#### Your assignment
How many lines in the entries below contain the word "match"? Answer with the number and nothing else.

#### Data to examine
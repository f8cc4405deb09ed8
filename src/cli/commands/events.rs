//! Event listing and detail commands

use anyhow::Result;
use serde::Serialize;
use std::sync::Arc;

use crate::catalog::{results_label, Catalog, Event};
use crate::cli::output::{column, print_formatted, print_success, OutputFormat};
use crate::cli::FilterArgs;
use crate::regions::StateCode;
use crate::state::SelectionController;

/// One line of the event list
#[derive(Serialize)]
pub struct EventRow<'a> {
    pub index: usize,
    pub name: &'a str,
    pub date: String,
    pub approximate: bool,
    pub city: &'a str,
    pub state: &'a str,
    pub url: &'a str,
}

impl<'a> EventRow<'a> {
    pub fn new(index: usize, event: &'a Event) -> Self {
        Self {
            index,
            name: event.display_name(),
            date: event.formatted_date(),
            approximate: event.approximate,
            city: &event.city,
            state: &event.state,
            url: &event.url,
        }
    }
}

/// Full event with its list position
#[derive(Serialize)]
struct EventDetail<'a> {
    index: usize,
    formatted_date: String,
    #[serde(flatten)]
    event: &'a Event,
}

/// Build a controller with the command-line filters applied
pub fn filtered(catalog: &Arc<Catalog>, filter: &FilterArgs) -> SelectionController {
    let mut controller = SelectionController::new(Arc::clone(catalog));
    if let Some(term) = &filter.search {
        controller.set_search_term(term.as_str());
    }
    if let Some(code) = filter.state.as_deref().and_then(StateCode::parse) {
        controller.select_state(Some(code));
    }
    controller
}

/// Text table for a filtered list
pub fn format_rows(rows: &[EventRow<'_>]) -> String {
    let mut out = format!("{:>3}  {}  {}  {}\n", "#", column("Data", 22), column("UF", 3), "Evento");
    for row in rows {
        let date = if row.approximate {
            format!("~{}", row.date)
        } else {
            row.date.clone()
        };
        out.push_str(&format!(
            "{:>3}  {}  {}  {}\n",
            row.index,
            column(&date, 22),
            column(row.state, 3),
            row.name
        ));
    }
    out.trim_end().to_string()
}

/// Text block for one event
pub fn format_event(event: &Event) -> String {
    let mut lines = vec![event.display_name().to_string()];

    let date = if event.approximate {
        format!("{} (Aproximado)", event.formatted_date())
    } else {
        event.formatted_date()
    };
    lines.push(format!("  Data:    {}", date));

    let location = event.location();
    if !location.is_empty() {
        lines.push(format!("  Local:   {}", location));
    }
    if !event.price.is_empty() {
        lines.push(format!("  Preço:   {}", event.price));
    }
    if !event.url.is_empty() {
        lines.push(format!("  Site:    {}", event.url));
    }
    if !event.tags().is_empty() {
        lines.push(format!("  Tags:    {}", event.tags().join(", ")));
    }
    if let Some(socials) = &event.socials {
        for (label, url) in socials.links() {
            lines.push(format!("  {:<8} {}", format!("{}:", label), url));
        }
    }
    if let Some(description) = event.description() {
        lines.push(String::new());
        lines.extend(description.lines().map(|line| format!("  {}", line)));
    }

    lines.join("\n")
}

pub fn list(catalog: &Arc<Catalog>, filter: &FilterArgs, format: OutputFormat, quiet: bool) -> Result<()> {
    let controller = filtered(catalog, filter);
    let events = controller.filtered_events();
    let rows: Vec<EventRow> = events
        .iter()
        .enumerate()
        .map(|(index, event)| EventRow::new(index, event))
        .collect();

    if rows.is_empty() && format == OutputFormat::Text {
        let message = match controller.selected_state() {
            Some(state) => format!("Nenhum evento encontrado em {}", state.display_name()),
            None => "Nenhum evento encontrado".to_string(),
        };
        println!("{}", message);
        return Ok(());
    }

    print_formatted(&rows, format, |rows| format_rows(rows));
    if format == OutputFormat::Text {
        print_success(&format!("\n{}", results_label(rows.len())), quiet);
    }

    Ok(())
}

pub fn show(catalog: &Arc<Catalog>, filter: &FilterArgs, index: usize, format: OutputFormat) -> Result<()> {
    let mut controller = filtered(catalog, filter);
    controller.select_event_by_index(index);

    let Some(event) = controller.selected_event() else {
        let count = controller.filtered_events().len();
        match format {
            OutputFormat::Json => println!("null"),
            OutputFormat::Text => println!("No event at index {} ({})", index, results_label(count)),
        }
        return Ok(());
    };

    let detail = EventDetail {
        index,
        formatted_date: event.formatted_date(),
        event,
    };
    print_formatted(&detail, format, |d| format_event(d.event));

    Ok(())
}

#### Task response
2